Dreams
Last week, I had a terrible nightmare. I dreamt that I was driving a car with my younger brother in the back seat. We were on the highway and everyone — including me — was going really fast. For whatever reason, this highway also had traffic going perpendicular with the flow. So if you can imagine cars going up and down, they were also going left and right.
All of a sudden, a car from the right side crashes into us, instantly killing my brother, who was sitting on the right side of the back seat. I lived, while he died. I was completely devastated and incredibly sad.
Later that night, I had to break the news to my parents. We were getting ready to sit down for dinner, and I grabbed our three bowls of food and handed one for each. As I sat down, I hesitantly said, “I have to tell you something …” My mom stood straight up from her seat and started screaming, “No, don’t say it, don’t say it!” It was as if she already knew what had become of her only son. My dad was in silence, in complete shock.
I started sobbing uncontrollably and our wails grew and grew. I thought how sad it was that I’ll never get to see my brother ever again, to see his grin, to be with his casual, laid back self.

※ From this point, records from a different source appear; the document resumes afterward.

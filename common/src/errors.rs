pub use anyhow::{anyhow, bail, format_err, Context, Error, Result};
pub use log::{debug, error, info, trace, warn};
use super::{get_numbers, get_opt, get_time, set_time};
use crate::store::{RecordKey, Store};
use chrono::{DateTime, Utc};
use pkgbuilderd_common::errors::*;
use std::collections::BTreeSet;
use std::path::PathBuf;

const NS: &str = "transaction";

#[derive(Debug, Clone, Default, PartialEq)]
pub struct TransactionRecord {
    pub tnum: i64,
    pub packages: BTreeSet<String>,
    pub queue: Vec<String>,
    pub is_running: bool,
    pub is_finished: bool,
    pub building: Option<String>,
    pub start: Option<DateTime<Utc>>,
    pub end: Option<DateTime<Utc>>,
    pub initiated_by: Option<String>,
    pub sha_before: Option<String>,
    pub sha_after: Option<String>,
    pub base_path: Option<PathBuf>,
    pub path: Option<PathBuf>,
    pub result_dir: Option<PathBuf>,
    pub builds: Vec<i64>,
    pub completed: BTreeSet<i64>,
    pub failed: BTreeSet<i64>,
}

impl TransactionRecord {
    fn key_for(tnum: i64) -> RecordKey {
        RecordKey::new(NS, tnum)
    }

    pub fn key(&self) -> RecordKey {
        Self::key_for(self.tnum)
    }

    pub fn create(store: &dyn Store, packages: BTreeSet<String>, initiated_by: Option<String>) -> Result<TransactionRecord> {
        let tnum = store.incr("next_tnum")?;
        let txn = TransactionRecord {
            tnum,
            packages,
            initiated_by,
            ..Default::default()
        };
        txn.save(store)?;
        Ok(txn)
    }

    pub fn load(store: &dyn Store, tnum: i64) -> Result<TransactionRecord> {
        let key = Self::key_for(tnum);
        if !store.exists(&key)? {
            bail!("Transaction does not exist: {}", tnum);
        }

        let numbers = |field: &str| -> Result<BTreeSet<i64>> {
            Ok(get_numbers(store.set_members(&key, field)?)?.into_iter().collect())
        };

        Ok(TransactionRecord {
            tnum,
            packages: store.set_members(&key, "packages")?,
            queue: store.list_items(&key, "queue")?,
            is_running: store.get_bool(&key, "is_running")?,
            is_finished: store.get_bool(&key, "is_finished")?,
            building: get_opt(store, &key, "building")?,
            start: get_time(store, &key, "start")?,
            end: get_time(store, &key, "end")?,
            initiated_by: get_opt(store, &key, "initiated_by")?,
            sha_before: get_opt(store, &key, "sha_before")?,
            sha_after: get_opt(store, &key, "sha_after")?,
            base_path: get_opt(store, &key, "base_path")?.map(PathBuf::from),
            path: get_opt(store, &key, "path")?.map(PathBuf::from),
            result_dir: get_opt(store, &key, "result_dir")?.map(PathBuf::from),
            builds: get_numbers(store.list_items(&key, "builds")?)?,
            completed: numbers("completed")?,
            failed: numbers("failed")?,
        })
    }

    pub fn save(&self, store: &dyn Store) -> Result<()> {
        let key = self.key();
        let path_str = |p: &Option<PathBuf>| p.as_ref().map(|p| p.to_string_lossy().into_owned());
        let numbers = |set: &BTreeSet<i64>| set.iter().map(|n| n.to_string()).collect::<BTreeSet<_>>();
        let builds = self.builds.iter().map(|n| n.to_string()).collect::<Vec<_>>();

        store.set_int(&key, "tnum", self.tnum)?;
        store.set_replace(&key, "packages", &self.packages)?;
        store.list_replace(&key, "queue", &self.queue)?;
        store.set_bool(&key, "is_running", self.is_running)?;
        store.set_bool(&key, "is_finished", self.is_finished)?;
        store.set_opt(&key, "building", self.building.as_deref())?;
        set_time(store, &key, "start", self.start.as_ref())?;
        set_time(store, &key, "end", self.end.as_ref())?;
        store.set_opt(&key, "initiated_by", self.initiated_by.as_deref())?;
        store.set_opt(&key, "sha_before", self.sha_before.as_deref())?;
        store.set_opt(&key, "sha_after", self.sha_after.as_deref())?;
        store.set_opt(&key, "base_path", path_str(&self.base_path).as_deref())?;
        store.set_opt(&key, "path", path_str(&self.path).as_deref())?;
        store.set_opt(&key, "result_dir", path_str(&self.result_dir).as_deref())?;
        store.list_replace(&key, "builds", &builds)?;
        store.set_replace(&key, "completed", &numbers(&self.completed))?;
        store.set_replace(&key, "failed", &numbers(&self.failed))?;
        Ok(())
    }

    pub fn set_running(&mut self) {
        self.is_running = true;
        self.is_finished = false;
    }

    pub fn set_finished(&mut self) {
        self.is_running = false;
        self.is_finished = true;
        self.building = None;
    }
}
impl BuildRunner {
    pub fn new(
        store: Arc<dyn Store>,
        status: Arc<ClusterState>,
        live: Arc<LiveOutput>,
        runtime: Arc<dyn ContainerRuntime>,
        signer: Arc<dyn Signer>,
        config: Arc<ConfigFile>,
    ) -> BuildRunner {
        let image = config.docker.build_image().to_string();
        BuildRunner {
            store,
            status,
            live,
            runtime,
            signer,
            config,
            image,
        }
    }

    fn container_spec(&self, pkg: &Package, dirs: &BuildDirs) -> ContainerSpec {
        let paths = &self.config.paths;
        let bind = |host: &Path, guest: &str| format!("{}:{}", host.display(), guest);

        let mut cmd = vec![BUILD_SCRIPT.to_string()];
        cmd.extend(pkg.depends.iter().chain(pkg.makedepends.iter()).cloned());

        ContainerSpec {
            name: pkg.name.clone(),
            image: self.image.clone(),
            cmd,
            env: vec![
                format!("_AUTOSUMS={}", if pkg.auto_sum { "True" } else { "False" }),
                format!("_PKGNAME={}", pkg.name),
            ],
            binds: vec![
                bind(&paths.cache_dir(), "/var/cache/pacman"),
                bind(&paths.scripts_dir(), "/makepkg"),
                bind(&dirs.pkg_dir, "/pkg"),
                bind(&dirs.result_dir, "/result"),
                bind(&paths.gnupg_dir(), "/root/.gnupg"),
            ],
            memory_limit: self.config.docker.memory_limit,
            cpuset: self.config.docker.cpuset.clone(),
            privileged: false,
        }
    }

    async fn remove_container(&self, id: &str) {
        match self.runtime.remove(id).await {
            Ok(()) => debug!("Removed container {:?}", id),
            Err(RuntimeError::Rejected(_)) => (),
            Err(err) => warn!("Failed to remove container {:?}: {:#}", id, err),
        }
    }

    /// Run the container to completion. Returns the exit code, or None if
    /// the container could not be run or timed out.
    async fn run_container(&self, build: &mut BuildRecord, spec: &ContainerSpec, lines: &mut Vec<String>) -> Option<i64> {
        let id = match self.runtime.create(spec).await {
            Ok(id) => id,
            Err(err) => {
                error!("Create container failed for {:?}: {:#}", spec.name, err);
                return None;
            }
        };
        build.container = Some(id.clone());
        if let Err(err) = build.save(self.store.as_ref()) {
            warn!("Failed to save build {}: {:#}", build.bnum, err);
        }

        if let Err(err) = self.runtime.start(&id).await {
            error!("Start container failed for {:?}: {:#}", spec.name, err);
            return None;
        }

        let bnum = build.bnum;
        let live = &self.live;
        let stream_logs = async {
            let mut filter = LogFilter::default();
            let mut stream = self.runtime.logs(&id);
            while let Some(chunk) = stream.next().await {
                match chunk {
                    Ok(chunk) => {
                        for line in chunk.lines() {
                            if let Some(line) = filter.push(line, &Local::now()) {
                                live.publish(bnum, &line);
                                lines.push(line);
                            }
                        }
                    }
                    Err(err) => {
                        warn!("Log stream of build {} ended early: {:#}", bnum, err);
                        break;
                    }
                }
            }
        };

        let timeout = Duration::from_secs(self.config.docker.build_timeout());
        let result = time::timeout(timeout, async {
            let (_, exit) = futures::join!(stream_logs, self.runtime.wait(&id));
            exit
        }).await;

        match result {
            Ok(Ok(exit)) => Some(self.settled_exit(&id, exit).await),
            Ok(Err(err)) => {
                error!("Waiting for container {:?} failed: {:#}", id, err);
                None
            }
            Err(_) => {
                error!("Build {} exceeded the timeout of {}s, killing container", bnum, timeout.as_secs());
                self.remove_container(&id).await;
                None
            }
        }
    }

    /// A container brought back by its restart policy reports the exit code
    /// of its first run from `wait`. Poll until it stays down and take the
    /// final exit code.
    async fn settled_exit(&self, id: &str, exit: i64) -> i64 {
        for _ in 0..RESTART_POLLS {
            match self.runtime.inspect(id).await {
                Ok(status) if status.restarting || status.running => {
                    debug!("Container {:?} restarted {} times, waiting for it to settle", id, status.restart_count);
                    time::sleep(RESTART_POLL_DELAY).await;
                }
                Ok(status) => {
                    if status.restart_count > 0 {
                        warn!("Container {:?} was restarted {} times", id, status.restart_count);
                    }
                    return status.exit_code.unwrap_or(exit);
                }
                Err(err) => {
                    warn!("Failed to inspect container {:?}: {:#}", id, err);
                    return exit;
                }
            }
        }
        warn!("Container {:?} keeps restarting, treating the build as failed", id);
        if exit == 0 { 1 } else { exit }
    }

    async fn collect_artifacts(result_dir: &Path) -> Result<Vec<PathBuf>> {
        let mut artifacts = Vec::new();
        let mut dir = fs::read_dir(result_dir).await
            .with_context(|| anyhow!("Failed to list result directory: {:?}", result_dir))?;
        while let Some(entry) = dir.next_entry().await? {
            let path = entry.path();
            let is_pkg = path.file_name()
                .and_then(|n| n.to_str())
                .map(pkgfile::is_package_file)
                .unwrap_or(false);
            if is_pkg {
                artifacts.push(path);
            }
        }
        artifacts.sort();
        Ok(artifacts)
    }

    /// Mark the previous build of this package as skipped if it still waits
    /// for review.
    fn skip_previous_review(&self, pkg: &Package, bnum: i64) -> Result<()> {
        let Some(prev) = pkg.previous_build(bnum) else { return Ok(()) };
        let mut prev = BuildRecord::load(self.store.as_ref(), prev)?;
        if prev.review_status == ReviewStatus::Pending {
            info!("Build {} of {} supersedes build {}, skipping its review", bnum, pkg.name, prev.bnum);
            prev.review_status = ReviewStatus::Skip;
            prev.save(self.store.as_ref())?;
            self.status.remove_pending_review(prev.bnum)?;
        }
        Ok(())
    }

    async fn produce(&self, pkg: &Package, build: &mut BuildRecord, dirs: &BuildDirs, lines: &mut Vec<String>) -> Result<bool> {
        if !dirs.pkg_dir.is_dir() {
            bail!("Package directory does not exist: {:?}", dirs.pkg_dir);
        }
        fs::create_dir_all(&dirs.result_dir).await
            .with_context(|| anyhow!("Failed to create result directory: {:?}", dirs.result_dir))?;

        // leftover from an earlier run
        self.remove_container(&pkg.name).await;

        let spec = self.container_spec(pkg, dirs);
        let exit = self.run_container(build, &spec, lines).await;

        match exit {
            Some(0) => info!("Container {} exited. Return code was 0", pkg.name),
            Some(code) => {
                error!("Container {} exited with a non-zero return code. Return code was {}", pkg.name, code);
                return Ok(false);
            }
            None => return Ok(false),
        }

        let artifacts = Self::collect_artifacts(&dirs.result_dir).await?;
        if artifacts.is_empty() {
            error!("Build {} of {} produced no packages", build.bnum, pkg.name);
            return Ok(false);
        }

        self.live.publish(build.bnum, "Signing packages..");
        if !self.signer.sign(&artifacts).await? {
            error!("Failed to sign packages of build {}", build.bnum);
            return Ok(false);
        }

        for artifact in &artifacts {
            build.generated_files.insert(artifact.to_string_lossy().into_owned());
            let sig = crate::sign::sig_path(artifact);
            if sig.exists() {
                build.generated_files.insert(sig.to_string_lossy().into_owned());
            }
        }
        Ok(true)
    }

    /// Build one package inside a container. The returned record is
    /// finished, either completed or failed. Only an error creating the
    /// record itself is returned as `Err`.
    pub async fn run(&self, pkg: &mut Package, tnum: i64, dirs: &BuildDirs) -> Result<BuildRecord> {
        let mut build = BuildRecord::create(self.store.as_ref(), tnum, &pkg.name)?;
        if let Err(err) = self.execute(pkg, &mut build, dirs).await {
            error!("Build {} of {} aborted: {:#}", build.bnum, pkg.name, err);
            self.abandon(&mut build, &err);
        }
        Ok(build)
    }

    /// Finish a build that broke off halfway as failed, as far as the
    /// store still allows.
    fn abandon(&self, build: &mut BuildRecord, err: &Error) {
        let counted = build.failed;
        build.mark_failed();
        build.review_status = ReviewStatus::None;
        build.generated_files.clear();
        if build.end.is_none() {
            build.end = Some(Utc::now());
        }
        if build.log_str.is_empty() {
            let line = format!("[{}]: {:#}", Local::now().format("%m/%d/%Y %I:%M%p"), err);
            build.log_str = render_log(&[line]);
        }
        if let Err(err) = build.save(self.store.as_ref()) {
            warn!("Failed to save aborted build {}: {:#}", build.bnum, err);
        }

        let bnum = build.bnum;
        let mut updates = vec![
            self.status.remove_pending_review(bnum),
            self.status.remove_completed(bnum),
        ];
        if !counted {
            updates.push(self.status.add_failed(bnum));
        }
        for result in updates {
            if let Err(err) = result {
                warn!("Failed to update status of aborted build {}: {:#}", bnum, err);
            }
        }
        self.live.finish(bnum);
    }

    async fn execute(&self, pkg: &mut Package, build: &mut BuildRecord, dirs: &BuildDirs) -> Result<()> {
        let store = self.store.as_ref();

        build.pkgver = pkg.pkgver.clone();
        build.pkgrel = pkg.pkgrel.clone();
        build.epoch = pkg.epoch.clone();
        build.version_str = pkg.version_str.clone();
        build.start = Some(Utc::now());
        build.save(store)?;

        pkg.add_build(store, build.bnum)?;
        self.status.add_now_building(build.bnum)?;
        self.live.open(build.bnum);
        self.status.set_idle(false)?;
        self.status.set_status(&format!("Building {}-{} with makepkg.", pkg.name, pkg.version_str))?;
        info!("Build {} for {} {} started", build.bnum, pkg.name, pkg.version_str);

        let mut lines = Vec::new();
        let success = match self.produce(pkg, build, dirs, &mut lines).await {
            Ok(success) => success,
            Err(err) => {
                error!("Build {} of {} failed: {:#}", build.bnum, pkg.name, err);
                lines.push(format!("[{}]: {:#}", Local::now().format("%m/%d/%Y %I:%M%p"), err));
                false
            }
        };

        if success {
            build.mark_completed();
            build.review_status = ReviewStatus::Pending;
            if let Err(err) = self.skip_previous_review(pkg, build.bnum) {
                warn!("Failed to update the previous build of {}: {:#}", pkg.name, err);
            }
            self.status.add_pending_review(build.bnum)?;
            self.status.add_completed(build.bnum)?;
            info!("Build {} for {} {} was successful", build.bnum, pkg.name, build.version_str);
        } else {
            build.mark_failed();
            build.generated_files.clear();
            self.status.add_failed(build.bnum)?;
            info!("Build {} for {} {} failed", build.bnum, pkg.name, build.version_str);
        }

        let lines = truncate_log(lines);
        for line in &lines {
            build.push_log_line(store, line)?;
        }
        build.log_str = render_log(&lines);
        let end = Utc::now();
        build.end = Some(end);
        build.save(store)?;
        self.live.finish(build.bnum);
        if let Some(start) = build.start {
            info!("Build {} took {}", build.bnum, human_duration((end - start).num_seconds()));
        }

        if let Some(id) = &build.container {
            self.remove_container(id).await;
        }

        update_rates(store, pkg)?;
        pkg.save(store)?;
        Ok(())
    }
}
impl Recipe {
    pub fn parse(text: &str) -> Recipe {
        let mut strings = HashMap::new();
        let mut lists = HashMap::<String, Vec<String>>::new();
        let mut open_list: Option<(String, Vec<String>)> = None;

        for raw in text.lines() {
            let line = raw.trim();

            if let Some((key, mut values)) = open_list.take() {
                let (words, closed) = split_words(line);
                values.extend(words);
                if closed {
                    lists.entry(key).or_insert(values);
                } else {
                    open_list = Some((key, values));
                }
                continue;
            }

            // indented assignments belong to function bodies
            if line.is_empty() || line.starts_with('#') || raw.starts_with(char::is_whitespace) {
                continue;
            }

            let Some((key, value)) = line.split_once('=') else {
                continue;
            };
            if !is_identifier(key) {
                continue;
            }

            if let Some(value) = value.strip_prefix('(') {
                let (words, closed) = split_words(value);
                if closed {
                    lists.entry(key.to_string()).or_insert(words);
                } else {
                    open_list = Some((key.to_string(), words));
                }
            } else {
                let (words, _) = split_words(value);
                let value = words.into_iter().next().unwrap_or_default();
                let value = if value == "None" { String::new() } else { value };
                strings.entry(key.to_string()).or_insert(value);
            }
        }

        // an unterminated list still counts
        if let Some((key, values)) = open_list {
            lists.entry(key).or_insert(values);
        }

        for values in lists.values_mut() {
            values.retain(|v| !v.is_empty());
        }

        let mut recipe = Recipe {
            text: text.to_string(),
            strings,
            lists,
        };
        recipe.resolve_references();
        recipe
    }

    fn resolve_references(&mut self) {
        if self.strings.get("pkgver").map(|v| v.is_empty()).unwrap_or(true) {
            if let Some(pkgver) = self.strings.get("_pkgver").cloned() {
                self.strings.insert("pkgver".to_string(), pkgver);
            }
        }

        let mut vars = self.strings.clone();
        if let Some([pkgname]) = self.lists.get("pkgname").map(|v| v.as_slice()) {
            vars.entry("pkgname".to_string()).or_insert_with(|| pkgname.clone());
        }

        for _ in 0..SUBSTITUTION_PASSES {
            let mut changed = false;
            for value in self.strings.values_mut() {
                if value.contains('$') {
                    let new = substitute(value, &vars);
                    if new != *value {
                        *value = new;
                        changed = true;
                    }
                }
            }
            if !changed {
                break;
            }
            vars.extend(self.strings.iter().map(|(k, v)| (k.clone(), v.clone())));
        }

        for values in self.lists.values_mut() {
            for value in values.iter_mut() {
                if value.contains('$') {
                    *value = substitute(value, &vars);
                }
            }
        }
    }

    pub fn text(&self) -> &str {
        &self.text
    }

    /// A string field, empty if missing. List fields are joined with spaces.
    pub fn get_field(&self, name: &str) -> String {
        if let Some(value) = self.strings.get(name) {
            value.clone()
        } else if let Some(values) = self.lists.get(name) {
            values.join(" ")
        } else {
            String::new()
        }
    }

    /// A list field in declaration order. A string field becomes a single
    /// item list.
    pub fn get_list_field(&self, name: &str) -> Vec<String> {
        if let Some(values) = self.lists.get(name) {
            values.clone()
        } else {
            match self.strings.get(name) {
                Some(value) if !value.is_empty() => vec![value.clone()],
                _ => Vec::new(),
            }
        }
    }

    pub fn get_bool(&self, name: &str) -> bool {
        matches!(self.get_field(name).as_str(), "True" | "true" | "yes" | "1")
    }

    pub fn get_opt(&self, name: &str) -> Option<String> {
        Some(self.get_field(name)).filter(|v| !v.is_empty())
    }

    /// Dependency names without version constraints.
    pub fn dependency_names(&self, field: &str) -> BTreeSet<String> {
        self.get_list_field(field)
            .into_iter()
            .filter_map(|dep| {
                let name = dep.split(|c| c == '<' || c == '>' || c == '=' || c == ':')
                    .next()
                    .unwrap_or_default()
                    .trim()
                    .to_string();
                Some(name).filter(|n| !n.is_empty())
            })
            .collect()
    }

    pub fn is_split(&self) -> bool {
        self.strings.contains_key("pkgbase") || self.get_list_field("pkgname").len() > 1
    }

    pub fn split_packages(&self, name: &str) -> Vec<String> {
        self.get_list_field("pkgname")
            .into_iter()
            .filter(|n| n != name)
            .collect()
    }
}
use crate::Engine;
use pkgbuilderd_common::config::{IDLE_DELAY, WORKER_DELAY};
use pkgbuilderd_common::errors::*;
use std::sync::Arc;
use std::time::Duration;
use tokio::time;

/// Take one transaction off the queue and run it. Returns false if the
/// queue was empty.
pub async fn work(engine: &Engine) -> Result<bool> {
    let Some(tnum) = engine.status.next_transaction()? else {
        return Ok(false);
    };
    let txn = engine.run_transaction(tnum).await?;
    debug!("Transaction {} done, builds: {:?}", txn.tnum, txn.builds);
    Ok(true)
}

pub async fn run_worker_loop(engine: Arc<Engine>, worker: usize) -> Result<()> {
    info!("Transaction worker #{} started", worker);
    loop {
        match work(&engine).await {
            Ok(true) => time::sleep(Duration::from_secs(WORKER_DELAY)).await,
            Ok(false) => {
                trace!("Worker #{}: no pending transactions, sleeping for {}s", worker, IDLE_DELAY);
                time::sleep(Duration::from_secs(IDLE_DELAY)).await;
            }
            Err(err) => {
                error!("Worker #{}: unexpected error, sleeping for {}s: {:#}", worker, IDLE_DELAY, err);
                time::sleep(Duration::from_secs(IDLE_DELAY)).await;
            }
        }
    }
}

/// Start the configured number of transaction workers and wait for them.
pub async fn run_workers(engine: Arc<Engine>) -> Result<()> {
    let count = engine.config.workers.transactions();
    info!("Starting {} transaction worker(s)", count);

    let mut handles = Vec::new();
    for worker in 1..=count {
        handles.push(tokio::spawn(run_worker_loop(engine.clone(), worker)));
    }

    for handle in handles {
        handle.await
            .context("Worker task panicked")??;
    }
    Ok(())
}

I woke up in a terrific tremor and was so utterly thankful when I realized it was all just a dream.
**
Later that same day, I recounted this dream to my partner and a couple of close friends of mine. One reassured me that it was just a dream and it’s not real, so I have nothing to worry about. Another asked if I heard of the theory that when someone dies in our dreams, that these people, whoever they are, all, in fact, represent us. Like a part of us is dying, such as an ending of an endeavor or chapter in life with a new beginning after this death.
That made sense to me.
There is a great shift occurring now and in the months to follow. Endings and beginnings, of all kinds. It’s exciting, but also a lot to process.
Another asked if I was watching anything the night before I had this nightmare. I said, “Well, yes, actually. I was watching a documentary called The Woman Who Wasn’t There about a woman who lied about being a 9/11 survivor.” There were images of the planes crashing into the Twin Towers, people wailing, as well as survivors admitting how guilty they felt of being alive while everyone else around them had perished.
“What you watch, you embody and bring into your psyche,” she reminded me. “So it’s not a surprise that you weaved those feelings you felt while watching that documentary into a dream that included those closest to you.”
That made sense to me.
The car which crashed into us was the plane and we, the tower. I was the survivor, with immense guilt that I lived while my brother died. Wails from my mom and I were the wails from people and sirens. Silence and shock from my dad were the silence and shock of the world when we learned of what had happened.
This dream is one of a few that I have had in my adult life of either me or someone very close to me dying. Once or twice, I dreamt my mom died and I couldn’t save her no matter how hard I tried. Another time I died and I knew I was going to right before I did. Now, I dreamt my brother has died.
And you know what? It never feels any easier. I wake up from it, shaken to the core, and as I go about my day, I may forget about it completely. But years later, I still recall these dreams vividly, as if they had actually happened.
These dreams remind me of the little things in life, which are actually the big things, the things that mean the most. Like calling my parents and telling them I love and appreciate them. Texting my brother and saying, “Hey lil bro. I love you. I’ll always be your big sister and you can always come to me for anything.” His teenage self may not understand it now but I hope one day he will.
Tell the people you care about that you love them. Maybe you haven’t talked to them in a while and there’s the lament, “But it’s been too long and wouldn’t it be awkward?” No. No, it won’t be. Because you love them and that’s the truth. It is never too late to say what you mean. Never too late, until one day, it is.